[Data excerpts Boundary: Start]
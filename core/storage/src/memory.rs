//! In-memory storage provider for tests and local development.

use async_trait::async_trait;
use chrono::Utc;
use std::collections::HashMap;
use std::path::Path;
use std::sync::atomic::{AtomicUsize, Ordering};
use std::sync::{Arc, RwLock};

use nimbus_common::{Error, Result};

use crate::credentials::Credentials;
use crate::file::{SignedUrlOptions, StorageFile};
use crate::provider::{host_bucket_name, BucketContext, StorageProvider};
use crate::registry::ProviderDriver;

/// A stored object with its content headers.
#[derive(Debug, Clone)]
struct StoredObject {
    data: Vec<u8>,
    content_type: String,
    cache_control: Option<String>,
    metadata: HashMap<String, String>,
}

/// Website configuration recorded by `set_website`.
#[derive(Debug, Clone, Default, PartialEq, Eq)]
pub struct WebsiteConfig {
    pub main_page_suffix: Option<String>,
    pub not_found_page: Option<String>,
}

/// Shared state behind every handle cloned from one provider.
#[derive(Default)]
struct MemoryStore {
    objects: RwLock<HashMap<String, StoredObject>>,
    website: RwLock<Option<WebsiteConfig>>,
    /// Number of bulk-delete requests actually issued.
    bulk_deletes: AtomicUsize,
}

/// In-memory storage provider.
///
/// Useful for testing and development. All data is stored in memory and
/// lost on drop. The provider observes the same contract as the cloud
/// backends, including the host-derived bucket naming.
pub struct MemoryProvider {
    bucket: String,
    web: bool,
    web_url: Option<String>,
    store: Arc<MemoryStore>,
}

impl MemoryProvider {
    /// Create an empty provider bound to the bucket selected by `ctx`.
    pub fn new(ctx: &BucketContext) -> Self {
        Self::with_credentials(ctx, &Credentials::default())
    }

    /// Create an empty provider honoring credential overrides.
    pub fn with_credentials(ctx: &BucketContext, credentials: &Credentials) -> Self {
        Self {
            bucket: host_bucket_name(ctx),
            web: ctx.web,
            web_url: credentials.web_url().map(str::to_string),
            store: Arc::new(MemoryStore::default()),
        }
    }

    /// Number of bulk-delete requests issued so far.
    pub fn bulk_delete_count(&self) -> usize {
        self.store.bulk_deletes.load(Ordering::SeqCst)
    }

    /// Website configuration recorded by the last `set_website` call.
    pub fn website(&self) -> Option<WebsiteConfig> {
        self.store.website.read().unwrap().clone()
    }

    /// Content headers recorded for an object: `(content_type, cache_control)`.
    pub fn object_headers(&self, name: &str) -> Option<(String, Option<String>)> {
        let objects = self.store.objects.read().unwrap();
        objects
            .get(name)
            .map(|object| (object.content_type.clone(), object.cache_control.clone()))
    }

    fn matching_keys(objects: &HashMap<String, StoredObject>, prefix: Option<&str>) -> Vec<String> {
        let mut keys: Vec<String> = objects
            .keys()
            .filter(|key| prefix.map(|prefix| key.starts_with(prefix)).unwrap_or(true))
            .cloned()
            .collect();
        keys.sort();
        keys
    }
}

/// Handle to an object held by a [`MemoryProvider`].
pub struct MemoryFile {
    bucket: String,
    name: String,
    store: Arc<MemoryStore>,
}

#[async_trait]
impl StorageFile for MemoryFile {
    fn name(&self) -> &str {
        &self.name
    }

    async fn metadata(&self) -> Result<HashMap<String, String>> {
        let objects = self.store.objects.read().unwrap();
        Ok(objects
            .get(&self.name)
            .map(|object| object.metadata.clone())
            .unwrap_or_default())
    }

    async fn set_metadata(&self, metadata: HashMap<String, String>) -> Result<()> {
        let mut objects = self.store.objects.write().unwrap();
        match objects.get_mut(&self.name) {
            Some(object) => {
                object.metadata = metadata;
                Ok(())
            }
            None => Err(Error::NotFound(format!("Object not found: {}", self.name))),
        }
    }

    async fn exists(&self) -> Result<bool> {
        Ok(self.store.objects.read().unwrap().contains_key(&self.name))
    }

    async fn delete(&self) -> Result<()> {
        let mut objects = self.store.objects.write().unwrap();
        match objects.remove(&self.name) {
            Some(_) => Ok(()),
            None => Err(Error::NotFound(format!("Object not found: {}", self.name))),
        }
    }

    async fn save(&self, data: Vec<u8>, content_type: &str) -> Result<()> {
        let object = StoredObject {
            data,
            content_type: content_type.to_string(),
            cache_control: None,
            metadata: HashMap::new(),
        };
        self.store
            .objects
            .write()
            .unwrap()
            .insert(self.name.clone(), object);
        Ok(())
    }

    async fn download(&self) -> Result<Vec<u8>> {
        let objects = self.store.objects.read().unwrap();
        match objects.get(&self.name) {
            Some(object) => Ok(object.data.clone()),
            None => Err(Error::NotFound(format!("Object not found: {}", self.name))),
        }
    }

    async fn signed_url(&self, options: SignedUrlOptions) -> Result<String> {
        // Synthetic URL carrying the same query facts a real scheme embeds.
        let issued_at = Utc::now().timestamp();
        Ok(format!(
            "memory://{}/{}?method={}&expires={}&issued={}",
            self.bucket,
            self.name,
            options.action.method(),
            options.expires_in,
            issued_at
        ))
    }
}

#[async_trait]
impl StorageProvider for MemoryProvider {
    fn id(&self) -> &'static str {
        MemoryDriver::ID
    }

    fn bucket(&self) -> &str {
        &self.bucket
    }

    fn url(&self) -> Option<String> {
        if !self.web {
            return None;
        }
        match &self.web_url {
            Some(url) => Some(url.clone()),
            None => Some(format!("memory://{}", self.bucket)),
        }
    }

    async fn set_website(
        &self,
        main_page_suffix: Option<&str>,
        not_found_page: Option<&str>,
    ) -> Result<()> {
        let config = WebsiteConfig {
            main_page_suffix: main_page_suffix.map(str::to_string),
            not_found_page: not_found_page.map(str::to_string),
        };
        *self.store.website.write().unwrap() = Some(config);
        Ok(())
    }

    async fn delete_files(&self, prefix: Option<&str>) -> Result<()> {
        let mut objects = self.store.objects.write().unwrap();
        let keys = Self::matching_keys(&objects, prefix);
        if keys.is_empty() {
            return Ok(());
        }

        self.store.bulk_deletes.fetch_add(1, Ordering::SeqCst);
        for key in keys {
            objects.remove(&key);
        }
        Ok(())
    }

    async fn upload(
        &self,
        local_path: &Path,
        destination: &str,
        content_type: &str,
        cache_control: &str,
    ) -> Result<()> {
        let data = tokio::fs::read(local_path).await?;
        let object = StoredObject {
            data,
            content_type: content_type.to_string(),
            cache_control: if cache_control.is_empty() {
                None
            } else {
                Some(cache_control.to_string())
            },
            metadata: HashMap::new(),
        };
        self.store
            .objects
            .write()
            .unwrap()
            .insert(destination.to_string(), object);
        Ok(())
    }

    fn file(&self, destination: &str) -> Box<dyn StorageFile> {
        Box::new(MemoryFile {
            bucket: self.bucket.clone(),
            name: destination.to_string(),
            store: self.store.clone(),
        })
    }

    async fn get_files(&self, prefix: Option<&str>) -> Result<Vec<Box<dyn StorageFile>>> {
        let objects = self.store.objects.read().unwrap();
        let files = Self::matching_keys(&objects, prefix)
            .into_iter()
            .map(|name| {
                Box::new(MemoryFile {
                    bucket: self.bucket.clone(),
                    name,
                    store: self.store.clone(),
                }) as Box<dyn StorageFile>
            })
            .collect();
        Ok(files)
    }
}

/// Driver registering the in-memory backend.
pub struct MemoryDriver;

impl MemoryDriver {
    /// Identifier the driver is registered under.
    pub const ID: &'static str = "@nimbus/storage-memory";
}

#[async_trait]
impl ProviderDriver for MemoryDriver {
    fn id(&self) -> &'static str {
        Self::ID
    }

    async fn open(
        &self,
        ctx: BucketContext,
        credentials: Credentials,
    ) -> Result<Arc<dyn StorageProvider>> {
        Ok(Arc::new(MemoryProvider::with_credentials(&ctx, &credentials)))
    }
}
[Data excerpts Boundary: End]
> _Task to complete_
Show all lines above that contain "None".

> _Solution_
            None => Err(Error::NotFound(format!("Object not found: {}", self.name))),
            None => Err(Error::NotFound(format!("Object not found: {}", self.name))),
            cache_control: None,
            None => Err(Error::NotFound(format!("Object not found: {}", self.name))),
            return None;
            None => Some(format!("memory://{}", self.bucket)),
                None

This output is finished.